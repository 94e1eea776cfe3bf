//! The live Q histogram: accumulation, instrument changes and peak search.

use std::sync::{Arc, Mutex};

use qspace_algorithms::{find_histogram_peaks, integrate_peaks_histogram, PeakFinderConfig, SphereConfig};
use qspace_core::{Histogram3D, MillerIndex, OrientationMatrix, Peak, QEventBatch};
use qspace_instrument::{Instrument, InstrumentCalibration};

use crate::message::{CalibrationSource, Message, MessageKind};
use crate::router::Handler;
use crate::shared::{InstrumentContext, PipelineState};
use crate::Result;

pub struct HistogramHandler {
    state: Arc<PipelineState>,
    num_bins: usize,
    use_weights: bool,
}

impl HistogramHandler {
    #[must_use]
    pub fn new(state: Arc<PipelineState>, num_bins: usize, use_weights: bool) -> Self {
        Self {
            state,
            num_bins,
            use_weights,
        }
    }

    fn accumulate(&self, events: &QEventBatch) {
        let added = self
            .state
            .with_histogram(|histogram| histogram.add_events(events, self.use_weights));
        if added < events.len() {
            log::debug!("{} events fell outside the histogram", events.len() - added);
        }
    }

    /// Validates everything first so a failure leaves the live state alone.
    fn set_instrument(&self, name: &str, source: &CalibrationSource) -> std::result::Result<Instrument, String> {
        let instrument: Instrument = name.parse().map_err(|err: qspace_instrument::Error| err.to_string())?;
        let calibration = match source {
            CalibrationSource::Loaded(calibration) => (**calibration).clone(),
            CalibrationSource::File(path) => InstrumentCalibration::from_file(path)
                .map_err(|err| format!("{}: {err}", path.display()))?,
        };
        if calibration.instrument() != instrument {
            return Err(format!(
                "calibration is for {}, not {instrument}",
                calibration.instrument()
            ));
        }
        let histogram = Histogram3D::cube(instrument.default_max_q(), self.num_bins)
            .map_err(|err| err.to_string())?;

        self.state
            .instrument
            .replace(Some(InstrumentContext::new(calibration)));
        self.state.histogram.replace(Mutex::new(histogram));
        log::info!(
            "instrument set to {instrument}: |Q| < {}, {} bins per axis",
            instrument.default_max_q(),
            self.num_bins
        );
        Ok(instrument)
    }

    fn find_peaks(&self, config: &PeakFinderConfig) -> Vec<Peak> {
        let mut peaks = self
            .state
            .with_histogram(|histogram| find_histogram_peaks(histogram, config));
        if let Some(orientation) = *self.state.orientation.load() {
            index_peaks(&mut peaks, &orientation);
        }
        log::info!("found {} peaks", peaks.len());
        peaks
    }

    fn integrate_peaks(&self, config: &SphereConfig) -> Vec<Peak> {
        let mut peaks = self.state.peaks();
        if let Some(orientation) = *self.state.orientation.load() {
            index_peaks(&mut peaks, &orientation);
        }
        let integrated = self
            .state
            .with_histogram(|histogram| integrate_peaks_histogram(&mut peaks, histogram, config));
        log::info!("integrated {integrated} of {} peaks", peaks.len());
        peaks
    }
}

/// Gives every unindexed peak the nearest hkl; peaks at the origin stay
/// unindexed.
pub fn index_peaks(peaks: &mut [Peak], orientation: &OrientationMatrix) {
    for peak in peaks.iter_mut().filter(|p| !p.is_indexed()) {
        let hkl = MillerIndex::round(orientation.hkl_of(peak.q));
        if !hkl.is_origin() {
            peak.hkl = Some(hkl);
        }
    }
}

impl Handler for HistogramHandler {
    fn name(&self) -> &'static str {
        "histogram"
    }

    fn kinds(&self) -> &'static [MessageKind] {
        &[
            MessageKind::AddEventsToHistograms,
            MessageKind::ClearHistogram,
            MessageKind::SetNewInstrument,
            MessageKind::SetWeightsFromHistogram,
            MessageKind::FindPeaks,
            MessageKind::IntegratePeaks,
            MessageKind::GetHistogramMax,
        ]
    }

    fn handle(&mut self, message: &Message, out: &mut Vec<Message>) -> Result<()> {
        match message {
            Message::AddEventsToHistograms(events) => self.accumulate(events),
            Message::ClearHistogram => self.state.with_histogram(Histogram3D::clear),
            Message::SetNewInstrument { name, calibration } => {
                match self.set_instrument(name, calibration) {
                    Ok(instrument) => out.push(Message::InstrumentReady(instrument)),
                    Err(reason) => {
                        log::warn!("instrument change rejected: {reason}");
                        out.push(Message::LoadFailed(reason));
                    }
                }
            }
            Message::SetWeightsFromHistogram(events) => {
                let weighted = self.state.with_histogram(|histogram| {
                    let mut weighted = QEventBatch::with_capacity(events.len());
                    for (q, _) in events.iter() {
                        weighted.push_weighted(q, histogram.value_at(q));
                    }
                    weighted
                });
                out.push(Message::WeightedEvents(weighted));
            }
            Message::FindPeaks(config) => {
                let peaks = self.find_peaks(config);
                self.state.set_peaks(peaks.clone());
                out.push(Message::SetPeakQList(peaks));
            }
            Message::IntegratePeaks(config) => {
                let peaks = self.integrate_peaks(config);
                self.state.set_peaks(peaks.clone());
                out.push(Message::SetPeakQList(peaks));
            }
            Message::GetHistogramMax => {
                let (_, max) = self.state.with_histogram(|histogram| histogram.min_max());
                out.push(Message::SetHistogramMax(max));
            }
            _ => {}
        }
        Ok(())
    }
}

**What needs to be done**:
Above this instruction are the records; retype exactly the lines from the one containing "impl Handler for" up to and including the one containing "let peaks = self.find_peaks(config);".

**Result**:
impl Handler for HistogramHandler {
    fn name(&self) -> &'static str {
        "histogram"
    }

    fn kinds(&self) -> &'static [MessageKind] {
        &[
            MessageKind::AddEventsToHistograms,
            MessageKind::ClearHistogram,
            MessageKind::SetNewInstrument,
            MessageKind::SetWeightsFromHistogram,
            MessageKind::FindPeaks,
            MessageKind::IntegratePeaks,
            MessageKind::GetHistogramMax,
        ]
    }

    fn handle(&mut self, message: &Message, out: &mut Vec<Message>) -> Result<()> {
        match message {
            Message::AddEventsToHistograms(events) => self.accumulate(events),
            Message::ClearHistogram => self.state.with_histogram(Histogram3D::clear),
            Message::SetNewInstrument { name, calibration } => {
                match self.set_instrument(name, calibration) {
                    Ok(instrument) => out.push(Message::InstrumentReady(instrument)),
                    Err(reason) => {
                        log::warn!("instrument change rejected: {reason}");
                        out.push(Message::LoadFailed(reason));
                    }
                }
            }
            Message::SetWeightsFromHistogram(events) => {
                let weighted = self.state.with_histogram(|histogram| {
                    let mut weighted = QEventBatch::with_capacity(events.len());
                    for (q, _) in events.iter() {
                        weighted.push_weighted(q, histogram.value_at(q));
                    }
                    weighted
                });
                out.push(Message::WeightedEvents(weighted));
            }
            Message::FindPeaks(config) => {
                let peaks = self.find_peaks(config);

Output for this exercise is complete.